Book-blogging Terminology Glossary

Since I sometimes use somewhat specialised vocabulary in my reviews that may baffle some of my visitors I decided to set down a glossary of terms and acronyms I use that may not have made their way into mainstream dictionaries, just in case someone stumbles over them. Some I have used, some I may use later on. Most of them are used by some book-reading group or other.

In addition to this specialised vocabulary I occasionally use more general literary terms like dénouement, foreshadowing or Deus ex machina. Explanations of these can be found in many dictionaries or any good glossary of literary terms, several of which can be found on the web.
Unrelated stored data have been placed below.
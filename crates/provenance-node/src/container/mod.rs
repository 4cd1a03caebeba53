//! # Registry Container
//!
//! Holds the component services and wires them together.
//!
//! ## Initialization Order
//!
//! ```text
//! Level 0: RoleRegistry (pc-01)     (no dependencies)
//! Level 1: ProductCatalog (pc-02)   (RoleVerifier)
//! Level 2: MilestoneLedger (pc-03)  (RoleVerifier, ProductCatalogReader)
//! Level 3: QueryFacade (pc-04)      (ProductCatalogReader, MilestoneLedgerReader)
//! ```
//!
//! ## Shared Infrastructure
//!
//! - One `WriteGate`: writes are totally ordered across all components
//! - One `InMemoryEventBus`: every committed write publishes here, in commit order
//! - One `TimeSource`

pub mod config;

pub use config::{ConfigError, NodeConfig, StorageBackend, StorageConfig};

use std::fmt;
use std::sync::Arc;

use pc_01_role_registry::{RoleRegistryApi, RoleRegistryError, RoleRegistryService};
use pc_02_product_catalog::{ProductCatalogApi, ProductCatalogError, ProductCatalogService};
use pc_03_milestone_ledger::{MilestoneLedgerError, MilestoneLedgerService};
use pc_04_query_facade::{QueryFacade, QueryFacadeError};
use shared_bus::{EventFilter, EventPublisher, InMemoryEventBus, Subscription};
use shared_types::errors::StorageError;
use shared_types::gate::WriteGate;
use shared_types::time::TimeSource;
use thiserror::Error;

use crate::adapters::{DynStore, RegistryStores};

/// Concrete role registry used by the node.
pub type NodeRoleRegistry = RoleRegistryService<DynStore>;
/// Concrete product catalog used by the node.
pub type NodeProductCatalog = ProductCatalogService<DynStore>;
/// Concrete milestone ledger used by the node.
pub type NodeMilestoneLedger = MilestoneLedgerService<DynStore>;

/// Errors while assembling the container.
#[derive(Debug, Error)]
pub enum ContainerError {
    /// Role registry could not be opened (zero admin or storage failure).
    #[error("Role registry: {0}")]
    Registry(#[from] RoleRegistryError),

    /// Product catalog could not be wired.
    #[error("Product catalog: {0}")]
    Catalog(#[from] ProductCatalogError),

    /// Milestone ledger could not be wired.
    #[error("Milestone ledger: {0}")]
    Ledger(#[from] MilestoneLedgerError),

    /// Query facade could not be built.
    #[error("Query facade: {0}")]
    Query(#[from] QueryFacadeError),
}

/// Central container holding all component instances.
pub struct ProvenanceContainer {
    /// Node configuration.
    pub config: NodeConfig,
    /// Registry-wide writer mutex.
    pub gate: WriteGate,
    /// Event bus shared by every component.
    pub bus: Arc<InMemoryEventBus>,
    /// Role Registry (pc-01).
    pub roles: Arc<NodeRoleRegistry>,
    /// Product Catalog (pc-02).
    pub catalog: Arc<NodeProductCatalog>,
    /// Milestone Ledger (pc-03).
    pub ledger: Arc<NodeMilestoneLedger>,
    /// Query Facade (pc-04).
    pub query: QueryFacade,
}

impl ProvenanceContainer {
    /// Create the container, initializing components in dependency order.
    pub fn new(
        config: NodeConfig,
        stores: RegistryStores,
        time: Arc<dyn TimeSource>,
    ) -> Result<Self, ContainerError> {
        tracing::info!("Initializing registry components...");

        let gate = WriteGate::new();
        let bus = Arc::new(InMemoryEventBus::with_capacity(config.events.channel_capacity));
        let publisher: Arc<dyn EventPublisher> = bus.clone();

        let RegistryStores {
            participants,
            products,
            milestones,
        } = stores;

        // Level 0
        let roles = Arc::new(
            RoleRegistryService::new(
                participants,
                config.registry.genesis_admin,
                gate.clone(),
                time.clone(),
            )?
            .with_publisher(publisher.clone()),
        );
        tracing::info!("  [pc-01] Role Registry initialized");

        // Level 1
        let catalog = Arc::new(
            ProductCatalogService::new(products, roles.clone(), gate.clone(), time.clone())?
                .with_publisher(publisher.clone()),
        );
        tracing::info!("  [pc-02] Product Catalog initialized");

        // Level 2
        let ledger = Arc::new(
            MilestoneLedgerService::new(
                milestones,
                roles.clone(),
                catalog.clone(),
                gate.clone(),
                time,
            )?
            .with_publisher(publisher),
        );
        tracing::info!("  [pc-03] Milestone Ledger initialized");

        // Level 3
        let query = QueryFacade::builder()
            .catalog(catalog.clone())
            .ledger(ledger.clone())
            .build()?;
        tracing::info!("  [pc-04] Query Facade initialized");

        Ok(Self {
            config,
            gate,
            bus,
            roles,
            catalog,
            ledger,
            query,
        })
    }

    /// Volatile container for tests and throwaway nodes.
    pub fn in_memory(
        config: NodeConfig,
        time: Arc<dyn TimeSource>,
    ) -> Result<Self, ContainerError> {
        Self::new(config, RegistryStores::in_memory(), time)
    }

    /// Subscribe to registry events.
    pub fn subscribe(&self, filter: EventFilter) -> Subscription {
        self.bus.subscribe(filter)
    }

    /// Snapshot of registry counters.
    pub fn status(&self) -> Result<RegistryStatus, StorageError> {
        Ok(RegistryStatus {
            participants: self.roles.participant_count()?,
            products: self.catalog.product_count()?,
            events_published: self.bus.events_published(),
            subscribers: self.bus.subscriber_count(),
        })
    }
}

/// Registry counters reported at startup and shutdown.
#[derive(Debug, Clone, Copy, PartialEq, Eq)]
pub struct RegistryStatus {
    /// Participant records, verified or not.
    pub participants: u64,
    /// Registered products.
    pub products: u64,
    /// Events published since startup.
    pub events_published: u64,
    /// Live bus subscribers.
    pub subscribers: usize,
}

impl fmt::Display for RegistryStatus {
    fn fmt(&self, f: &mut fmt::Formatter<'_>) -> fmt::Result {
        write!(
            f,
            "participants={} products={} events={} subscribers={}",
            self.participants, self.products, self.events_published, self.subscribers
        )
    }
}

#[cfg(test)]
mod tests {
    use super::*;
    use pc_01_role_registry::RoleVerifier;
    use pc_02_product_catalog::ProductCatalogReader;
    use pc_03_milestone_ledger::{MilestoneLedgerApi, MilestoneLedgerReader};
    use pc_04_query_facade::QueryApi;
    use shared_bus::ProvenanceEvent;
    use shared_types::entities::{product_id_from_label, Role};
    use shared_types::time::ManualTimeSource;

    const ADMIN: [u8; 20] = [0xAA; 20];
    const MAKER: [u8; 20] = [0x11; 20];
    const SUPPLIER: [u8; 20] = [0x22; 20];

    fn container() -> ProvenanceContainer {
        let mut config = NodeConfig::default();
        config.registry.genesis_admin = ADMIN;
        ProvenanceContainer::in_memory(config, Arc::new(ManualTimeSource::new(1_000))).unwrap()
    }

    #[test]
    fn test_components_share_one_gate() {
        let c = container();
        assert!(c.roles.write_gate().is_some_and(|g| g.is_shared_with(&c.gate)));
        assert!(c.catalog.write_gate().is_some_and(|g| g.is_shared_with(&c.gate)));
    }

    #[test]
    fn test_zero_admin_rejected() {
        let result =
            ProvenanceContainer::in_memory(NodeConfig::default(), Arc::new(ManualTimeSource::new(0)));
        assert!(matches!(
            result,
            Err(ContainerError::Registry(RoleRegistryError::InvalidParticipant))
        ));
    }

    #[test]
    fn test_end_to_end_through_container() {
        let c = container();
        let mut events = c.subscribe(EventFilter::all());
        let p1 = product_id_from_label("P1").unwrap();

        c.roles
            .verify_participant(&ADMIN, MAKER, Role::Manufacturer)
            .unwrap();
        c.roles
            .verify_participant(&ADMIN, SUPPLIER, Role::Supplier)
            .unwrap();
        c.catalog.register_product(&MAKER, p1, "Widget", MAKER).unwrap();
        c.ledger
            .add_milestone(&SUPPLIER, p1, "Manufactured", "Factory A", 900)
            .unwrap();

        assert_eq!(c.ledger.get_milestone_count(&p1).unwrap(), 1);
        let provenance = c.query.get_product_provenance(&p1).unwrap();
        assert_eq!(provenance.product.name, "Widget");
        assert_eq!(provenance.milestones[0].participant, SUPPLIER);

        let names: Vec<_> = events.drain().iter().map(ProvenanceEvent::name).collect();
        assert_eq!(
            names,
            vec![
                "ParticipantVerified",
                "ParticipantVerified",
                "ProductRegistered",
                "MilestoneAdded"
            ]
        );
    }

    #[test]
    fn test_status_counts() {
        let c = container();
        let _sub = c.subscribe(EventFilter::all());
        c.roles
            .verify_participant(&ADMIN, MAKER, Role::Manufacturer)
            .unwrap();

        let status = c.status().unwrap();
        assert_eq!(status.participants, 2);
        assert_eq!(status.products, 0);
        assert_eq!(status.events_published, 1);
        assert_eq!(status.subscribers, 1);
        assert!(status.to_string().contains("participants=2"));
    }
}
Or you can use One Look or Wikipedia to look them up.

I will be adding more terms as they come along.


Bibliomystery: A mystery that features books, manuscripts, book writing, bookshops, libraries, publishers, booksellers, authors, reviewers or any other book-related subject prominently in the storyline or setting. Unfortunately the Bibliomysteries website had died, but here is a list of bibliomysteries from GoodReads.

Cosy (alt. American spelling: cozy): Short for cosy mystery. So called because they are comfortable reads. This category of mystery is generally defined as a mystery where the violence takes place off-stage and few or no gruesome descriptions are given. The setting is small, usually a country village, small town or a country house, but can be any fairly closed-off location such as a train, ship or small island. There is a small group of suspects and the detective is usually an amateur or a private investigator who solves the case by power of observation and reasoning and/or special knowledge of some subject, like human nature, literature or antiques. Cosies tend to come in series and when they do there is often a running theme involved, like a bookstore, quilting, cooking, cats, gardening or what have it. The majority of authors seem to be women and many of the sleuths are female as well. Writers include Lilian Jackson Braun, Georgette Heyer, Dorothy L. Sayers, and of course Agatha Christie, whose Miss Marple still reigns as the queen of the cosy sleuths.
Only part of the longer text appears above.